→ **Required action**
Please find every line in the entries below that contains the string "RetryPolicy", and copy it.

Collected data
/---
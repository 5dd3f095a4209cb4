use std::time::Duration;

use ciw_core::error::AppError;
use tracing::warn;

#[derive(Debug, Clone, Copy, PartialEq, Eq)]
pub struct RetryPolicy {
    pub max_attempts: u32,
    pub delay: Duration,
}

impl RetryPolicy {
    pub fn fixed(max_attempts: u32, delay: Duration) -> Self {
        Self {
            max_attempts: max_attempts.max(1),
            delay,
        }
    }
}

/// Outcome of a single attempt.
#[derive(Debug)]
pub enum AttemptError {
    /// Downstream asked us to slow down; worth another attempt after the fixed delay.
    RateLimited(String),
    Fatal(AppError),
}

/// Run `attempt` until it succeeds, fails fatally, or rate limiting outlasts the policy.
pub fn with_fixed_backoff<T>(
    policy: &RetryPolicy,
    operation: &str,
    mut attempt: impl FnMut(u32) -> Result<T, AttemptError>,
) -> Result<T, AppError> {
    let mut last = String::new();
    for n in 1..=policy.max_attempts {
        match attempt(n) {
            Ok(v) => return Ok(v),
            Err(AttemptError::Fatal(e)) => return Err(e),
            Err(AttemptError::RateLimited(details)) => {
                warn!(
                    operation,
                    attempt = n,
                    max_attempts = policy.max_attempts,
                    details = %details,
                    "tracker rate limited"
                );
                last = details;
                if n < policy.max_attempts {
                    std::thread::sleep(policy.delay);
                }
            }
        }
    }
    Err(
        AppError::new("TRACKER_RATE_LIMITED", "Tracker rate limit outlasted retries")
            .with_details(format!(
                "operation={operation}; attempts={}; last={last}",
                policy.max_attempts
            ))
            .with_retryable(true),
    )
}

#[cfg(test)]
mod tests {
    use super::*;

    #[test]
    fn retries_rate_limits_then_succeeds() {
        let policy = RetryPolicy::fixed(3, Duration::ZERO);
        let mut calls = 0;
        let out = with_fixed_backoff(&policy, "list", |_| {
            calls += 1;
            if calls < 3 {
                Err(AttemptError::RateLimited("status=429".to_string()))
            } else {
                Ok(42)
            }
        });
        assert_eq!(out, Ok(42));
        assert_eq!(calls, 3);
    }

    #[test]
    fn exhaustion_is_a_retryable_error() {
        let policy = RetryPolicy::fixed(2, Duration::ZERO);
        let mut calls = 0;
        let err = with_fixed_backoff::<()>(&policy, "close", |_| {
            calls += 1;
            Err(AttemptError::RateLimited("status=429".to_string()))
        })
        .unwrap_err();
        assert_eq!(calls, 2);
        assert_eq!(err.code, "TRACKER_RATE_LIMITED");
        assert!(err.retryable);
    }

    #[test]
    fn fatal_errors_are_not_retried() {
        let policy = RetryPolicy::fixed(5, Duration::ZERO);
        let mut calls = 0;
        let err = with_fixed_backoff::<()>(&policy, "create", |_| {
            calls += 1;
            Err(AttemptError::Fatal(AppError::new("TRACKER_REQUEST_FAILED", "nope")))
        })
        .unwrap_err();
        assert_eq!(calls, 1);
        assert_eq!(err.code, "TRACKER_REQUEST_FAILED");
    }

    #[test]
    fn zero_attempts_is_raised_to_one() {
        assert_eq!(RetryPolicy::fixed(0, Duration::ZERO).max_attempts, 1);
    }
}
\---
→ **Completed exercise**
pub struct RetryPolicy {
impl RetryPolicy {
    policy: &RetryPolicy,
        let policy = RetryPolicy::fixed(3, Duration::ZERO);
        let policy = RetryPolicy::fixed(2, Duration::ZERO);
        let policy = RetryPolicy::fixed(5, Duration::ZERO);
        assert_eq!(RetryPolicy::fixed(0, Duration::ZERO).max_attempts, 1);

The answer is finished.